Corporate governance

New FRC Culture Coalition report released

Simon Lowe Simon Lowe

The Financial Reporting Council’s (FRC) report on their enquiry into Culture last week says it’s time for the FTSE to embrace changes, and use their imagination to ensure that corporate culture remains at the forefront of governance

Last week, the Financial Reporting Council (FRC) released their report on the findings of their Culture Coalition – a year-long consultation project into corporate culture and the role of the board in establishing and embedding positive and sustainable corporate culture. Although setting the ‘tone from the top’ is already recognised by the UK Corporate Governance Code (the Code) as integral to good governance – this report expounds on its benefits and offers advice for how boards can entrench culture.

The report, drawing from 250 interviews with chairs, CEOs, industry experts, internal auditors, audit committee chairs, company secretaries, investors and professional organisations, confirms a common view that corporate culture is an important issue. It confirms that a company's culture is highly valued by an organisation’s stakeholders and makes the case that it can – and should –  be the board’s job to address culture.

In a report by Independent Audit launched in conjunction with the FRC's work, they found that more than half (53%) of chairs thought their boards could be doing more to consider their role on culture.

While this is broadly in line with the findings in our 2015 Corporate Governance Review: Trust and Integrity - Loud and Clear? it may understate the work that is still to be done. We identified more than half of the FTSE 350 made only a passing reference to culture in their annual reports, and 26% made no reference at all! 

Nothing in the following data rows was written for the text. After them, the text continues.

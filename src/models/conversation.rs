// Copyright (c) Handball Connect Team
// SPDX-License-Identifier: Apache-2.0

use chrono::{DateTime, Utc};
use diesel::prelude::*;
use serde::{Deserialize, Serialize};

use crate::schema::{conversations, messages};

/// A two-party thread. Participants are stored in sorted order so the
/// sorted pair doubles as the document id, making first-contact creation
/// idempotent under concurrent senders.
#[derive(Debug, Clone, PartialEq, Queryable, Selectable, Insertable, Serialize, Deserialize)]
#[diesel(table_name = conversations)]
#[diesel(check_for_backend(diesel::pg::Pg))]
pub struct Conversation {
    pub id: String,
    pub participant_one: String,
    pub participant_two: String,
    pub name_one: String,
    pub name_two: String,
    pub image_one: Option<String>,
    pub image_two: Option<String>,
    pub last_message: String,
    pub last_message_at: DateTime<Utc>,
    pub last_sender_id: Option<String>,
    pub unread_one: i32,
    pub unread_two: i32,
    pub created_at: DateTime<Utc>,
}

impl Conversation {
    /// Deterministic id for the unordered pair.
    pub fn key(a: &str, b: &str) -> String {
        let (lo, hi) = Self::sorted_pair(a, b);
        format!("{lo}:{hi}")
    }

    pub fn sorted_pair<'a>(a: &'a str, b: &'a str) -> (&'a str, &'a str) {
        if a <= b {
            (a, b)
        } else {
            (b, a)
        }
    }

    pub fn involves(&self, account_id: &str) -> bool {
        self.participant_one == account_id || self.participant_two == account_id
    }

    /// The participant id that is not `account_id`.
    pub fn other_participant(&self, account_id: &str) -> &str {
        if self.participant_one == account_id {
            &self.participant_two
        } else {
            &self.participant_one
        }
    }

    pub fn other_participant_name(&self, account_id: &str) -> &str {
        if self.participant_one == account_id {
            &self.name_two
        } else {
            &self.name_one
        }
    }

    pub fn unread_for(&self, account_id: &str) -> i32 {
        if self.participant_one == account_id {
            self.unread_one
        } else {
            self.unread_two
        }
    }
}

#[derive(Debug, Clone, PartialEq, Queryable, Selectable, Insertable, Serialize, Deserialize)]
#[diesel(table_name = messages)]
#[diesel(check_for_backend(diesel::pg::Pg))]
pub struct Message {
    pub id: String,
    pub conversation_id: String,
    pub sender_id: String,
    pub text: String,
    pub image: Option<String>,
    pub is_read: bool,
    pub created_at: DateTime<Utc>,
}

#[derive(Debug, Clone)]
pub enum NewMessage {
    Text(String),
    Image(Vec<u8>),
}

#[cfg(test)]
mod tests {
    use super::*;

    #[test]
    fn key_is_order_independent() {
        assert_eq!(Conversation::key("bob", "alice"), Conversation::key("alice", "bob"));
        assert_eq!(Conversation::key("alice", "bob"), "alice:bob");
    }
}
// Copyright (c) Handball Connect Team
// SPDX-License-Identifier: Apache-2.0

use axum::extract::{Path, State};
use axum::http::{header, StatusCode};
use axum::response::IntoResponse;

use crate::api::AppState;
use crate::error::{Error, Result};
use crate::images::{ResolvedImage, LOCAL_PREFIX};

/// Serve a stored local image; anything unresolvable is a 404. Remote
/// references never land here, clients load those URLs directly.
pub async fn serve(
    State(state): State<AppState>,
    Path(reference): Path<String>,
) -> Result<impl IntoResponse> {
    match state.images.resolve(&format!("{LOCAL_PREFIX}{reference}")) {
        ResolvedImage::Local(path) => {
            let bytes = tokio::fs::read(&path).await.map_err(Error::backend)?;
            Ok((
                StatusCode::OK,
                [(header::CONTENT_TYPE, "image/jpeg")],
                bytes,
            ))
        }
        _ => Err(Error::NotFound("image", reference)),
    }
}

Early findings from our 2016 review – full research findings will be released in the Autumn –  show only marginal improvements. Similarly, the FRC report gives focus to the CEO as the most significant influencer of company culture and that appointing the CEO is the most important role of the board in driving culture. Again we see mixed responses; less than one third of the companies we have looked at feature CEOs discussing culture in any meaningful way.

The FRC report is in-depth and expansive, as it needs to be; culture is one of those topics that has become so vague that it can be thrown into every conversation about business and governance without any real definition. We see this in annual reporting across the FTSE – companies are talking about culture more than in previous years, but for many it is just a passing reference.

At times there is also a lack of imagination: the FRC report points out that the most commonly used words in FTSE 100 reports around values are ‘integrity’ – featured in 35 of the FTSE 100 companies and ‘respect’ – used by 28. ‘People are our greatest asset; the customer is first and foremost, etcetera. Of course, these are important values, but culture and values have to be about more than stating clichés. Culture cannot always be measured by reporting, but the best reporting builds on and highlights behavioural trends, and shows pride in what the board is doing to embed, assess and manage culture.

We can only hope the commitment shown by the chairs and CEOs interviewed for the FRCs research –  presumably standard bearers committed to the issue – are truly prepared to embrace the change that will be required if the FRC's message is to have lasting effect, initially among the FTSE and then beyond.